## [EXERCISE BRIEF]
Reproduce only the top of the records, down to and including the line containing "JSON catalog endpoint".
[[ SUPPLIED DATA open ]]
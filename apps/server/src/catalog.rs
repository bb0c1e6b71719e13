//! Remote media catalog
//!
//! A catalog is an HTTP endpoint returning a JSON listing of remote media
//! items. Each refresh mirrors new items into the [`MemoryLibrary`] under one
//! container per catalog.

use std::fmt;
use std::sync::Arc;
use std::time::Duration;

use async_trait::async_trait;
use hearth_task_processor::{CancellationToken, ObjectId, OnlineService, TaskError, TaskResult};
use reqwest::Client;
use serde::Deserialize;
use tracing::{debug, instrument};

use crate::library::MemoryLibrary;

/// Default request timeout in seconds
const DEFAULT_TIMEOUT_SECS: u64 = 30;

/// Default connection timeout in seconds
const DEFAULT_CONNECT_TIMEOUT_SECS: u64 = 5;

/// One entry of a catalog listing
#[derive(Debug, Clone, Deserialize)]
pub struct CatalogItem {
    pub title: String,
    pub url: String,
}

#[derive(Debug, Deserialize)]
struct CatalogListing {
    #[serde(default)]
    items: Vec<CatalogItem>,
}

/// Online service backed by a JSON catalog endpoint
pub struct RemoteCatalog {
    http_client: Client,
    name: String,
    url: String,
    refresh_interval: Option<Duration>,
    library: Arc<MemoryLibrary>,
}

impl fmt::Debug for RemoteCatalog {
    fn fmt(&self, f: &mut fmt::Formatter<'_>) -> fmt::Result {
        f.debug_struct("RemoteCatalog")
            .field("name", &self.name)
            .field("url", &"[REDACTED]")
            .field("refresh_interval", &self.refresh_interval)
            .finish()
    }
}

impl RemoteCatalog {
    pub fn new(
        name: impl Into<String>,
        url: impl Into<String>,
        library: Arc<MemoryLibrary>,
    ) -> reqwest::Result<Self> {
        Self::with_timeout(name, url, library, Duration::from_secs(DEFAULT_TIMEOUT_SECS))
    }

    /// Create a catalog whose requests give up after `timeout`
    pub fn with_timeout(
        name: impl Into<String>,
        url: impl Into<String>,
        library: Arc<MemoryLibrary>,
        timeout: Duration,
    ) -> reqwest::Result<Self> {
        let http_client = Client::builder()
            .timeout(timeout)
            .connect_timeout(Duration::from_secs(DEFAULT_CONNECT_TIMEOUT_SECS))
            .pool_max_idle_per_host(2)
            .user_agent(concat!("Hearth/", env!("CARGO_PKG_VERSION")))
            .build()?;

        Ok(Self {
            http_client,
            name: name.into(),
            url: url.into(),
            refresh_interval: None,
            library,
        })
    }

    /// Refresh on a timer every `interval`; zero keeps on-demand refreshes only
    pub fn every(mut self, interval: Duration) -> Self {
        self.refresh_interval = Some(interval).filter(|i| !i.is_zero());
        self
    }

    fn map_http_error(&self, e: reqwest::Error) -> TaskError {
        if e.is_timeout() {
            TaskError::service_timeout(&self.name)
        } else {
            TaskError::online_service(&self.name, e.to_string())
        }
    }

    /// Download the current listing
    pub async fn fetch(&self) -> TaskResult<Vec<CatalogItem>> {
        let response = self
            .http_client
            .get(&self.url)
            .send()
            .await
            .map_err(|e| self.map_http_error(e))?;

        let status = response.status();
        if !status.is_success() {
            return Err(TaskError::online_service(
                &self.name,
                format!("unexpected status {}", status),
            ));
        }

        let listing: CatalogListing = response.json().await.map_err(|e| self.map_http_error(e))?;
        Ok(listing.items)
    }
}

#[async_trait]
impl OnlineService for RemoteCatalog {
    fn name(&self) -> &str {
        &self.name
    }

    fn refresh_interval(&self) -> Option<Duration> {
        self.refresh_interval
    }

    #[instrument(skip_all, fields(catalog = %self.name))]
    async fn refresh(&self, token: &CancellationToken) -> TaskResult<Vec<ObjectId>> {
        let items = self.fetch().await?;
        debug!(items = items.len(), "Catalog listing received");

        let mut changed = Vec::new();
        for item in &items {
            if token.is_cancelled() {
                break;
            }
            if let Some(id) = self.library.add_online_item(&self.name, &item.url) {
                debug!(title = %item.title, "New catalog item");
                if !changed.contains(&id) {
                    changed.push(id);
                }
            }
        }
        Ok(changed)
    }
}
//! Request extractors shared by the route handlers

mod session;

pub use session::{SessionRejection, UiSession, SESSION_HEADER};
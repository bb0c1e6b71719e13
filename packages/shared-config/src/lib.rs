//! Shared configuration types for Hearth services
//!
//! This crate provides the configuration types used by the server and its
//! background task processor, loaded from environment variables with
//! defaults suitable for a home installation.

mod error;
mod ui;

pub use error::{ConfigError, ConfigResult};
pub use ui::{parse_accounts, UiConfig};

use serde::Serialize;
use std::env;
use std::path::PathBuf;

/// Common configuration shared between all services
#[derive(Debug, Clone)]
pub struct CommonConfig {
    /// Root of the media library scanned by rescan tasks
    pub media_library_path: PathBuf,

    /// Environment mode (development, staging, production)
    pub environment: Environment,
}

/// Application environment mode
#[derive(Debug, Clone, Copy, PartialEq, Eq, Default, Serialize)]
#[serde(rename_all = "lowercase")]
pub enum Environment {
    #[default]
    Development,
    Staging,
    Production,
}

impl std::str::FromStr for Environment {
    type Err = std::convert::Infallible;

    fn from_str(s: &str) -> Result<Self, Self::Err> {
        Ok(match s.to_lowercase().as_str() {
            "production" | "prod" => Self::Production,
            "staging" | "stage" => Self::Staging,
            _ => Self::Development,
        })
    }
}

impl Environment {
    /// Check if this is a production environment
    pub fn is_production(&self) -> bool {
        matches!(self, Self::Production)
    }
}

impl std::fmt::Display for Environment {
    fn fmt(&self, f: &mut std::fmt::Formatter<'_>) -> std::fmt::Result {
        match self {
            Self::Development => write!(f, "development"),
            Self::Staging => write!(f, "staging"),
            Self::Production => write!(f, "production"),
        }
    }
}

impl CommonConfig {
    /// Load common configuration from environment variables
    pub fn from_env() -> ConfigResult<Self> {
        Ok(Self {
            media_library_path: PathBuf::from(get_env_or_default("MEDIA_LIBRARY_PATH", "/media")),
            environment: get_env_or_default("ENVIRONMENT", "development")
                .parse()
                .unwrap_or_default(),
        })
    }
}

/// Helper function to get an optional environment variable with a default
pub fn get_env_or_default(name: &str, default: &str) -> String {
    env::var(name).unwrap_or_else(|_| default.to_string())
}

/// Helper function to parse an environment variable into a specific type
pub fn parse_env<T>(name: &str, default: T) -> ConfigResult<T>
where
    T: std::str::FromStr,
    T::Err: std::fmt::Display,
{
    match env::var(name) {
        Ok(val) => val
            .trim()
            .parse()
            .map_err(|e| ConfigError::InvalidValue(name.to_string(), format!("{}", e))),
        Err(_) => Ok(default),
    }
}

#[cfg(test)]
mod tests {
    use super::*;
    use rstest::rstest;

    #[rstest]
    #[case("production", Environment::Production)]
    #[case("prod", Environment::Production)]
    #[case("PRODUCTION", Environment::Production)]
    #[case("staging", Environment::Staging)]
    #[case("stage", Environment::Staging)]
    #[case("development", Environment::Development)]
    #[case("anything", Environment::Development)]
    fn test_environment_parsing(#[case] input: &str, #[case] expected: Environment) {
        assert_eq!(input.parse::<Environment>().unwrap(), expected);
    }

    #[test]
    fn test_environment_display() {
        assert_eq!(format!("{}", Environment::Production), "production");
        assert_eq!(format!("{}", Environment::Staging), "staging");
        assert_eq!(format!("{}", Environment::Development), "development");
    }

    #[test]
    fn test_environment_checks() {
        assert!(Environment::Production.is_production());
        assert!(!Environment::Staging.is_production());
        assert!(!Environment::Development.is_production());
    }

    #[test]
    fn test_common_config_defaults() {
        temp_env::with_vars_unset(["MEDIA_LIBRARY_PATH", "ENVIRONMENT"], || {
            let config = CommonConfig::from_env().unwrap();
            assert_eq!(config.media_library_path, PathBuf::from("/media"));
            assert_eq!(config.environment, Environment::Development);
        });
    }

    #[test]
    fn test_parse_env_reports_variable_name() {
        temp_env::with_var("HEARTH_TEST_NUMBER", Some("twelve"), || {
            let err = parse_env::<u64>("HEARTH_TEST_NUMBER", 5).unwrap_err();
            assert!(matches!(err, ConfigError::InvalidValue(ref name, _) if name == "HEARTH_TEST_NUMBER"));
        });
    }

    #[test]
    fn test_parse_env_default_when_unset() {
        temp_env::with_var_unset("HEARTH_TEST_NUMBER", || {
            assert_eq!(parse_env::<u64>("HEARTH_TEST_NUMBER", 5).unwrap(), 5);
        });
    }
}
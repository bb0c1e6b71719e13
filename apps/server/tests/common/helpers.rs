//! Builders for session registries, app state and HTTP requests

use std::collections::HashMap;
use std::path::Path;
use std::sync::Arc;

use axum::{
    body::Body,
    http::{Request, Response},
};
use hearth_server::library::MemoryLibrary;
use hearth_server::{AppState, SessionManager};
use hearth_shared_config::UiConfig;
use hearth_task_processor::TaskProcessor;
use hearth_test_utils::ManualTimer;

/// Session registry driven by a manual timer
pub fn manager_with(config: UiConfig) -> (SessionManager, Arc<ManualTimer>) {
    let timer = Arc::new(ManualTimer::new());
    let manager = SessionManager::new(timer.clone(), &config);
    (manager, timer)
}

pub fn manager() -> (SessionManager, Arc<ManualTimer>) {
    manager_with(UiConfig::default())
}

/// UI config requiring the `admin` / `s3cret` account
pub fn accounts_config() -> UiConfig {
    UiConfig {
        accounts_enabled: true,
        accounts: HashMap::from([("admin".to_string(), "s3cret".to_string())]),
        ..UiConfig::default()
    }
}

/// Everything a router test needs to poke at
pub struct TestApp {
    pub state: AppState,
    pub timer: Arc<ManualTimer>,
}

impl TestApp {
    pub fn new(config: UiConfig, media_root: &Path) -> Self {
        let (sessions, timer) = manager_with(config);
        let state = AppState::new(
            sessions,
            TaskProcessor::start(),
            Arc::new(MemoryLibrary::new()),
            media_root,
        );
        Self { state, timer }
    }

    pub fn router(&self) -> axum::Router {
        hearth_server::app(self.state.clone())
    }
}

pub fn get(uri: &str, session: Option<&str>) -> Request<Body> {
    request("GET", uri, session, Body::empty())
}

pub fn delete(uri: &str, session: Option<&str>) -> Request<Body> {
    request("DELETE", uri, session, Body::empty())
}

pub fn post_json(uri: &str, session: Option<&str>, body: serde_json::Value) -> Request<Body> {
    request("POST", uri, session, Body::from(body.to_string()))
}

fn request(method: &str, uri: &str, session: Option<&str>, body: Body) -> Request<Body> {
    let mut builder = Request::builder()
        .method(method)
        .uri(uri)
        .header("content-type", "application/json");
    if let Some(session) = session {
        builder = builder.header("x-session-id", session);
    }
    builder.body(body).unwrap()
}

pub async fn json_body(response: Response<Body>) -> serde_json::Value {
    let bytes = axum::body::to_bytes(response.into_body(), usize::MAX)
        .await
        .unwrap();
    serde_json::from_slice(&bytes).unwrap()
}
//! Periodic timer subscriptions
//!
//! Components that need a recurring callback (the UI session sweep, for
//! example) register a [`TimerSubscriber`] with a [`Timer`] and receive
//! [`TimerSubscriber::timer_notify`] at the requested interval until they
//! unsubscribe. Ticks are delivered on the timer's own execution context, so
//! subscribers must tolerate being called from a thread other than the one
//! that subscribed.
//!
//! [`IntervalTimer`] is the tokio-backed implementation used by the server.

mod interval;

pub use interval::{IntervalTimer, MIN_INTERVAL};

use std::fmt;
use std::sync::Arc;
use std::time::Duration;

/// Handle identifying one subscription on a [`Timer`]
#[derive(Debug, Clone, Copy, PartialEq, Eq, Hash, PartialOrd, Ord)]
pub struct SubscriptionId(u64);

impl SubscriptionId {
    /// Wrap a raw subscription number
    pub const fn new(raw: u64) -> Self {
        Self(raw)
    }

    /// Raw subscription number
    pub const fn get(self) -> u64 {
        self.0
    }
}

impl fmt::Display for SubscriptionId {
    fn fmt(&self, f: &mut fmt::Formatter<'_>) -> fmt::Result {
        write!(f, "sub-{}", self.0)
    }
}

/// Receiver of periodic timer ticks
pub trait TimerSubscriber: Send + Sync {
    /// Called once per elapsed interval
    fn timer_notify(&self);
}

/// A source of periodic ticks
///
/// Implementations keep only a weak reference to each subscriber; the owner
/// is responsible for keeping it alive while subscribed.
pub trait Timer: Send + Sync {
    /// Start delivering ticks to `subscriber` every `interval`
    fn subscribe(&self, subscriber: Arc<dyn TimerSubscriber>, interval: Duration) -> SubscriptionId;

    /// Stop delivering ticks for `id`
    ///
    /// Returns `false` if the subscription was unknown or already removed.
    fn unsubscribe(&self, id: SubscriptionId) -> bool;
}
[[ SUPPLIED DATA closed ]]
## [SOLUTION BELOW]
filename apps/server/src/catalog.rs
repository bb0c1e6b71719e13
//! Remote media catalog
//!
//! A catalog is an HTTP endpoint returning a JSON listing of remote media
//! items. Each refresh mirrors new items into the [`MemoryLibrary`] under one
//! container per catalog.

use std::fmt;
use std::sync::Arc;
use std::time::Duration;

use async_trait::async_trait;
use hearth_task_processor::{CancellationToken, ObjectId, OnlineService, TaskError, TaskResult};
use reqwest::Client;
use serde::Deserialize;
use tracing::{debug, instrument};

use crate::library::MemoryLibrary;

/// Default request timeout in seconds
const DEFAULT_TIMEOUT_SECS: u64 = 30;

/// Default connection timeout in seconds
const DEFAULT_CONNECT_TIMEOUT_SECS: u64 = 5;

/// One entry of a catalog listing
#[derive(Debug, Clone, Deserialize)]
pub struct CatalogItem {
    pub title: String,
    pub url: String,
}

#[derive(Debug, Deserialize)]
struct CatalogListing {
    #[serde(default)]
    items: Vec<CatalogItem>,
}

/// Online service backed by a JSON catalog endpoint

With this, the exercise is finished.